Many business owners worry that a labor strike will negatively impact the company by damaging their reputation, damaging their bottom line, and causing them to have financial problems. If this occurs, the business would have to engage in expensive repair and maintenance efforts, waste time and effort trying to talk employees out of striking, or go through mediation.

 

 

In short, businesses would be required to spend a large amount of money in order for the labor dispute to end.

 

 

Under the National Labor Relations Act (NLRA), employers are prohibited from interfering with or punishing union organizing campaigns within the United States. This law doesn’t prohibit employers from using these tactics, but instead lays out the legal steps of a strike and gives union leaders proper protections for organizing efforts.

 

 

Interference with or punishment of a union organizing campaign occurs when an employer interferes with employees’ decision to join or remain in a union, regardless of whether the employee is still in some form of bargaining process with their employer.

 

 

Generally speaking, employers cannot force employees to wait until they reach a “pre-certification” stage before they are allowed to join together.
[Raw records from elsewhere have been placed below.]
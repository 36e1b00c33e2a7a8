//! Connections resolved on first use from a name or connection string

use std::sync::Arc;

use ormkit_core::connection_string::{
    is_full_metadata_connection_string, strip_namespace, treat_as_connection_string,
    try_get_connection_name,
};
use ormkit_core::{
    AppConfig, ConnectionStringSettings, DbConnection, ENTITY_CLIENT_PROVIDER, OrmError, Result,
};
use parking_lot::{Mutex, RwLock};

use crate::internal::{self, ConnectionLifecycle, ConnectionSnapshot, ConnectionStringOrigin};
use crate::{ConnectionDependencies, DbConnectionInfo, EntityConnection, InternalConnection};

/// Find a config entry by exact name, then by the name without its namespace
pub fn find_connection_in_config(config: &AppConfig, name: &str) -> Option<ConnectionStringSettings> {
    config
        .connection_string(name)
        .or_else(|| strip_namespace(name).and_then(|short| config.connection_string(short)))
        .cloned()
}

fn is_entity_client(provider_name: &str) -> bool {
    provider_name.trim().eq_ignore_ascii_case(ENTITY_CLIENT_PROVIDER)
}

/// Outcome of resolving a lazy connection
struct Resolved {
    connection: Arc<dyn DbConnection>,
    origin: ConnectionStringOrigin,
    name: Option<String>,
    snapshot: ConnectionSnapshot,
}

impl Resolved {
    fn new(
        connection: Arc<dyn DbConnection>,
        origin: ConnectionStringOrigin,
        name: Option<String>,
    ) -> Self {
        let snapshot = ConnectionSnapshot::take(connection.as_ref());
        Self {
            connection,
            origin,
            name,
            snapshot,
        }
    }
}

/// A connection created on first use.
///
/// The input is resolved in this order:
///
/// 1. a [`DbConnectionInfo`], if one was given
/// 2. a bare name or `name=...`, looked up in the config by exact name and
///    then without its namespace
/// 3. `name=...` that was not found is an error
/// 4. a full metadata connection string becomes an [`EntityConnection`]
/// 5. a connection string is applied to a connection of the explicitly set
///    provider, if any
/// 6. otherwise the default connection factory is asked
///
/// The resolved connection is owned: [`InternalConnection::dispose`]
/// releases it and returns to [`ConnectionLifecycle::Uninitialized`], after
/// which the next access resolves again.
pub struct LazyInternalConnection {
    name_or_connection_string: String,
    connection_info: Option<DbConnectionInfo>,
    dependencies: ConnectionDependencies,
    app_config: RwLock<Arc<AppConfig>>,
    provider_name: RwLock<Option<String>>,
    resolved: Mutex<Option<Resolved>>,
    lifecycle: RwLock<ConnectionLifecycle>,
}

impl LazyInternalConnection {
    pub fn new(
        name_or_connection_string: impl Into<String>,
        dependencies: ConnectionDependencies,
        app_config: Arc<AppConfig>,
    ) -> Self {
        Self {
            name_or_connection_string: name_or_connection_string.into(),
            connection_info: None,
            dependencies,
            app_config: RwLock::new(app_config),
            provider_name: RwLock::new(None),
            resolved: Mutex::new(None),
            lifecycle: RwLock::new(ConnectionLifecycle::Uninitialized),
        }
    }

    /// A connection resolved from a [`DbConnectionInfo`]
    pub fn from_connection_info(
        connection_info: DbConnectionInfo,
        dependencies: ConnectionDependencies,
        app_config: Arc<AppConfig>,
    ) -> Self {
        let mut connection = Self::new(String::new(), dependencies, app_config);
        connection.connection_info = Some(connection_info);
        connection
    }

    pub fn name_or_connection_string(&self) -> &str {
        &self.name_or_connection_string
    }

    pub fn connection_info(&self) -> Option<&DbConnectionInfo> {
        self.connection_info.as_ref()
    }

    pub fn dependencies(&self) -> &ConnectionDependencies {
        &self.dependencies
    }

    pub fn is_initialized(&self) -> bool {
        self.resolved.lock().is_some()
    }

    fn set_lifecycle(&self, lifecycle: ConnectionLifecycle) {
        *self.lifecycle.write() = lifecycle;
    }

    /// Run `f` against the resolved connection, resolving it first if needed
    fn with_resolved<R>(&self, f: impl FnOnce(&mut Resolved) -> R) -> Result<R> {
        let mut guard = self.resolved.lock();
        let resolved = match guard.take() {
            Some(resolved) => resolved,
            None => {
                self.set_lifecycle(ConnectionLifecycle::Resolving);
                match self.resolve() {
                    Ok(resolved) => resolved,
                    Err(e) => {
                        self.set_lifecycle(ConnectionLifecycle::Uninitialized);
                        tracing::error!(error = %e, "failed to resolve connection");
                        return Err(e);
                    }
                }
            }
        };
        let resolved = guard.insert(resolved);
        self.set_lifecycle(ConnectionLifecycle::Ready);
        Ok(f(resolved))
    }

    #[tracing::instrument(skip(self))]
    fn resolve(&self) -> Result<Resolved> {
        let config = self.app_config();

        if let Some(info) = &self.connection_info {
            let settings = info.resolve(&config)?;
            let connection = self.connection_from_settings(&settings)?;
            let name = Some(settings.name).filter(|name| !name.is_empty());
            tracing::debug!(connection_name = ?name, "resolved connection from connection info");
            return Ok(Resolved::new(
                connection,
                ConnectionStringOrigin::DbContextInfo,
                name,
            ));
        }

        let input = self.name_or_connection_string.as_str();
        let name = try_get_connection_name(input);

        if let Some(name) = &name
            && let Some(settings) = find_connection_in_config(&config, name)
        {
            let connection = self.connection_from_settings(&settings)?;
            tracing::debug!(connection_name = %settings.name, "resolved connection from config");
            return Ok(Resolved::new(
                connection,
                ConnectionStringOrigin::Configuration,
                Some(settings.name),
            ));
        }

        if treat_as_connection_string(input) {
            if let Some(name) = name {
                return Err(OrmError::ConnectionStringNotFound(name));
            }

            let connection: Arc<dyn DbConnection> = if is_full_metadata_connection_string(input) {
                Arc::new(EntityConnection::from_connection_string(
                    input,
                    self.dependencies.providers(),
                )?)
            } else if let Some(provider) = self.provider_name.read().clone() {
                self.connection_from_provider(&provider, input)?
            } else {
                self.connection_from_default_factory(&config, input)?
            };
            tracing::debug!("resolved connection from connection string");
            return Ok(Resolved::new(
                connection,
                ConnectionStringOrigin::UserCode,
                None,
            ));
        }

        let connection = self.connection_from_default_factory(&config, input)?;
        tracing::debug!(connection_name = %input, "resolved connection by convention");
        Ok(Resolved::new(
            connection,
            ConnectionStringOrigin::Convention,
            None,
        ))
    }

    fn connection_from_settings(
        &self,
        settings: &ConnectionStringSettings,
    ) -> Result<Arc<dyn DbConnection>> {
        let provider = settings.provider_name.trim();
        if provider.is_empty() {
            return Err(OrmError::ProviderNameMissing(settings.name.clone()));
        }
        if is_entity_client(provider) {
            return Ok(Arc::new(EntityConnection::from_connection_string(
                &settings.connection_string,
                self.dependencies.providers(),
            )?));
        }
        self.connection_from_provider(provider, &settings.connection_string)
    }

    fn connection_from_provider(
        &self,
        provider: &str,
        connection_string: &str,
    ) -> Result<Arc<dyn DbConnection>> {
        let connection = self.dependencies.providers().create_connection(provider)?;
        connection.set_connection_string(connection_string)?;
        Ok(connection)
    }

    fn connection_from_default_factory(
        &self,
        config: &AppConfig,
        name_or_connection_string: &str,
    ) -> Result<Arc<dyn DbConnection>> {
        let factory = self
            .dependencies
            .default_connection_factory(config)
            .ok_or_else(|| {
                OrmError::NoDefaultConnectionFactory(name_or_connection_string.to_string())
            })?;
        factory
            .create_connection(name_or_connection_string)?
            .ok_or_else(|| {
                OrmError::ConnectionFactoryReturnedNoConnection(
                    name_or_connection_string.to_string(),
                )
            })
    }
}

impl InternalConnection for LazyInternalConnection {
    fn connection(&self) -> Result<Arc<dyn DbConnection>> {
        self.with_resolved(|resolved| resolved.connection.clone())
    }

    fn connection_key(&self) -> Result<String> {
        self.with_resolved(|resolved| {
            resolved.snapshot.refresh(resolved.connection.as_ref());
            internal::connection_key(
                resolved.connection.as_ref(),
                resolved.snapshot.original_connection_string(),
            )
        })
    }

    fn connection_has_model(&self) -> Result<bool> {
        if let Some(resolved) = self.resolved.lock().as_ref() {
            return Ok(resolved.connection.metadata_workspace().is_some());
        }

        let config = self.app_config();
        if let Some(info) = &self.connection_info {
            return Ok(is_entity_client(&info.resolve(&config)?.provider_name));
        }

        let input = self.name_or_connection_string.as_str();
        if let Some(name) = try_get_connection_name(input) {
            return match find_connection_in_config(&config, &name) {
                Some(settings) => Ok(is_entity_client(&settings.provider_name)),
                None if treat_as_connection_string(input) => {
                    Err(OrmError::ConnectionStringNotFound(name))
                }
                None => Ok(false),
            };
        }

        Ok(is_full_metadata_connection_string(input))
    }

    fn connection_string_origin(&self) -> Result<ConnectionStringOrigin> {
        self.with_resolved(|resolved| resolved.origin)
    }

    fn connection_string_name(&self) -> Result<Option<String>> {
        self.with_resolved(|resolved| resolved.name.clone())
    }

    fn original_connection_string(&self) -> Result<String> {
        self.with_resolved(|resolved| {
            if resolved.snapshot.refresh(resolved.connection.as_ref()) {
                tracing::debug!("connection moved; original connection string re-taken");
            }
            resolved.snapshot.original_connection_string().to_string()
        })
    }

    fn provider_name(&self) -> Result<String> {
        if let Some(provider) = self.provider_name.read().clone() {
            return Ok(provider);
        }
        Ok(self.connection()?.store_provider_invariant_name())
    }

    fn set_provider_name(&self, provider_name: Option<String>) {
        *self.provider_name.write() = provider_name;
    }

    fn app_config(&self) -> Arc<AppConfig> {
        self.app_config.read().clone()
    }

    fn set_app_config(&self, config: Arc<AppConfig>) {
        *self.app_config.write() = config;
    }

    fn lifecycle(&self) -> ConnectionLifecycle {
        *self.lifecycle.read()
    }

    fn dispose(&self) {
        let resolved = self.resolved.lock().take();
        if let Some(resolved) = resolved {
            resolved.connection.dispose();
            tracing::debug!(origin = %resolved.origin, "disposed lazily created connection");
        }
        self.set_lifecycle(ConnectionLifecycle::Uninitialized);
    }
}

impl std::fmt::Debug for LazyInternalConnection {
    fn fmt(&self, f: &mut std::fmt::Formatter<'_>) -> std::fmt::Result {
        f.debug_struct("LazyInternalConnection")
            .field("connection_info", &self.connection_info)
            .field("lifecycle", &self.lifecycle())
            .finish()
    }
}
However, it is important to note that these labor relations laws do not apply to “closed shops”, meaning that an employer can only interfere with a unionization attempt during the hiring process. After the contract has already been negotiated and the change to a union shop has occurred, these rules do not apply.

 

 

Under Section 8(a)(1) of the NLRA, employees are guaranteed freedom of association. This means that employers cannot prevent unions from coming onto the property or attending to their business in any way, shape, or form.

 

 

However, employers can’t force unions out at gunpoint or even fire them for being a part of a union unless that action is being taken as part of an illegal strike. Under Section 8(a)(3) of the NLRA, employees are also granted picketing rights in order to get their message across effectively and efficiently.